### [Aim of the exercise]
Retype the material exactly, ending with the line containing "pub fn new(root: impl".

........

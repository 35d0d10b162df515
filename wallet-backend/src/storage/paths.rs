use std::fs;
use std::path::{Path, PathBuf};

use crate::errors::{WalletError, WalletResult};

/// Manages filesystem paths used by the wallet.
#[derive(Debug, Clone)]
pub struct WalletPaths {
    /// Root directory for wallet data (`~/.verumwallet`).
    root_dir: PathBuf,
    /// Directory for log files.
    logs_dir: PathBuf,
    /// Path to persisted user configuration.
    config_file: PathBuf,
    /// Path to the saved address book.
    address_book_file: PathBuf,
}

impl WalletPaths {
    pub const ROOT_DIR_NAME: &'static str = ".verumwallet";
    pub const CONFIG_FILENAME: &'static str = "config.json";
    pub const ADDRESS_BOOK_FILENAME: &'static str = "addressBook.json";
    /// Extension of wallet files offered by the open/save dialogs.
    pub const WALLET_EXTENSION: &'static str = "wallet";

    /// Create a new path manager rooted at the provided directory.
    pub fn new(root: impl AsRef<Path>) -> WalletResult<Self> {
        let root_dir = root.as_ref().to_path_buf();
        if root_dir.as_os_str().is_empty() {
            return Err(WalletError::StorageError(
                "Wallet root directory cannot be empty".to_string(),
            ));
        }

        Ok(Self {
            logs_dir: root_dir.join("logs"),
            config_file: root_dir.join(Self::CONFIG_FILENAME),
            address_book_file: root_dir.join(Self::ADDRESS_BOOK_FILENAME),
            root_dir,
        })
    }

    /// Paths under the user's home directory.
    pub fn from_home() -> WalletResult<Self> {
        let home = dirs::home_dir().ok_or_else(|| {
            WalletError::StorageError("Unable to determine home directory".to_string())
        })?;
        Self::new(home.join(Self::ROOT_DIR_NAME))
    }

    /// Ensure the directory structure exists, creating missing folders.
    pub fn ensure_directories(&self) -> WalletResult<()> {
        fs::create_dir_all(&self.root_dir)?;
        fs::create_dir_all(&self.logs_dir)?;
        Ok(())
    }

    pub fn root_dir(&self) -> &Path {
        &self.root_dir
    }

    pub fn logs_dir(&self) -> &Path {
        &self.logs_dir
    }

    pub fn config_file(&self) -> &Path {
        &self.config_file
    }

    pub fn address_book_file(&self) -> &Path {
        &self.address_book_file
    }

    /// True when `save_path` lies inside `install_dir` (or is directly in it).
    ///
    /// Wallets saved there are wiped by updates, so the UI warns about it.
    pub fn is_in_install_dir(install_dir: &Path, save_path: &Path) -> bool {
        let save_dir = match save_path.parent() {
            Some(dir) => dir,
            None => return false,
        };
        save_dir == install_dir || save_dir.starts_with(install_dir)
    }
}

#[cfg(test)]
mod tests {
    use super::*;
    use tempfile::TempDir;

    #[test]
    fn test_wallet_paths_creation() {
        let temp = TempDir::new().unwrap();
        let paths = WalletPaths::new(temp.path()).unwrap();

        assert_eq!(paths.root_dir(), temp.path());
        assert_eq!(paths.logs_dir(), temp.path().join("logs"));
        assert_eq!(paths.config_file(), temp.path().join("config.json"));
        assert_eq!(
            paths.address_book_file(),
            temp.path().join("addressBook.json")
        );
    }

    #[test]
    fn test_empty_root_directory_rejected() {
        let result = WalletPaths::new("");
        assert!(matches!(result, Err(WalletError::StorageError(_))));
    }

    #[test]
    fn test_ensure_directories() {
        let temp = TempDir::new().unwrap();
        let root = temp.path().join("nested").join(".verumwallet");
        let paths = WalletPaths::new(&root).unwrap();
        paths.ensure_directories().unwrap();

        assert!(paths.root_dir().is_dir());
        assert!(paths.logs_dir().is_dir());
    }

    #[test]
    fn test_install_dir_detection() {
        let install = Path::new("/opt/verum");
        assert!(WalletPaths::is_in_install_dir(
            install,
            Path::new("/opt/verum/my.wallet")
        ));
        assert!(WalletPaths::is_in_install_dir(
            install,
            Path::new("/opt/verum/resources/my.wallet")
        ));
        assert!(!WalletPaths::is_in_install_dir(
            install,
            Path::new("/home/user/my.wallet")
        ));
        assert!(!WalletPaths::is_in_install_dir(
            install,
            Path::new("/opt/verum-other/my.wallet")
        ));
    }
}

........

### [Result]
repository 35d0d10b162df515
filename wallet-backend/src/storage/paths.rs
use std::fs;
use std::path::{Path, PathBuf};

use crate::errors::{WalletError, WalletResult};

/// Manages filesystem paths used by the wallet.
#[derive(Debug, Clone)]
pub struct WalletPaths {
    /// Root directory for wallet data (`~/.verumwallet`).
    root_dir: PathBuf,
    /// Directory for log files.
    logs_dir: PathBuf,
    /// Path to persisted user configuration.
    config_file: PathBuf,
    /// Path to the saved address book.
    address_book_file: PathBuf,
}

impl WalletPaths {
    pub const ROOT_DIR_NAME: &'static str = ".verumwallet";
    pub const CONFIG_FILENAME: &'static str = "config.json";
    pub const ADDRESS_BOOK_FILENAME: &'static str = "addressBook.json";
    /// Extension of wallet files offered by the open/save dialogs.
    pub const WALLET_EXTENSION: &'static str = "wallet";

    /// Create a new path manager rooted at the provided directory.
    pub fn new(root: impl AsRef<Path>) -> WalletResult<Self> {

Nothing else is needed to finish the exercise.